%%

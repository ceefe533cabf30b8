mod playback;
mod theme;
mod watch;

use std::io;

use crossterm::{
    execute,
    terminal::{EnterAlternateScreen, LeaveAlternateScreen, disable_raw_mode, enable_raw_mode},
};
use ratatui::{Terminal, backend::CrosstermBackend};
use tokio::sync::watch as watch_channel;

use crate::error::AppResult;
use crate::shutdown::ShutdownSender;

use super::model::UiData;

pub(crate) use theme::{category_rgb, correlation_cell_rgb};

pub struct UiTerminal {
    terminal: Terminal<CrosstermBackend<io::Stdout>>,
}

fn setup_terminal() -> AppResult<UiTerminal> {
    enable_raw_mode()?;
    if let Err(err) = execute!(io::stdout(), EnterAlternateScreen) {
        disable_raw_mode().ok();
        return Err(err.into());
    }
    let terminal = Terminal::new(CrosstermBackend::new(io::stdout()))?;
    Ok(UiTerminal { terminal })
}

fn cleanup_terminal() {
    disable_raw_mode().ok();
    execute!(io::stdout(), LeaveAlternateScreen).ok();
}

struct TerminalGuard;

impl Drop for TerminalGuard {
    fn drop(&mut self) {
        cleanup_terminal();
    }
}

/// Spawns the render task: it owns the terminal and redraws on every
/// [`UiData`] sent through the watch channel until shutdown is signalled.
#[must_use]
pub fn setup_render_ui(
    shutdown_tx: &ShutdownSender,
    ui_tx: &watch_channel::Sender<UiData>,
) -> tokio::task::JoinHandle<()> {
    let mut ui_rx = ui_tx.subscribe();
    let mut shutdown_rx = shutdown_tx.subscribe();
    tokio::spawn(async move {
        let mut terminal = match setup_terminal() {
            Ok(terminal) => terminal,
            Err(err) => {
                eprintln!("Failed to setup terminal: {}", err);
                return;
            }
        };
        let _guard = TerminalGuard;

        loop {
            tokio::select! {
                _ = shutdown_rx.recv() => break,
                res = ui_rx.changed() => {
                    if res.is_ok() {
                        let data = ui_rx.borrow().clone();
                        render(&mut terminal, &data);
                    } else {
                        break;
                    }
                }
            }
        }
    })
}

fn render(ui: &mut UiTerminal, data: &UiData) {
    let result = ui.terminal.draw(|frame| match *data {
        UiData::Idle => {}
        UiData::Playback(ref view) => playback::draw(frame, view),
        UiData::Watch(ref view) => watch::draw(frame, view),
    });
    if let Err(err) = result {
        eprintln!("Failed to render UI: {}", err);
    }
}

%%

→ Work instruction: Among the lines above, please find those with "EnterAlternateScreen" and copy them.

→ Result of the exercise:
    terminal::{EnterAlternateScreen, LeaveAlternateScreen, disable_raw_mode, enable_raw_mode},
    if let Err(err) = execute!(io::stdout(), EnterAlternateScreen) {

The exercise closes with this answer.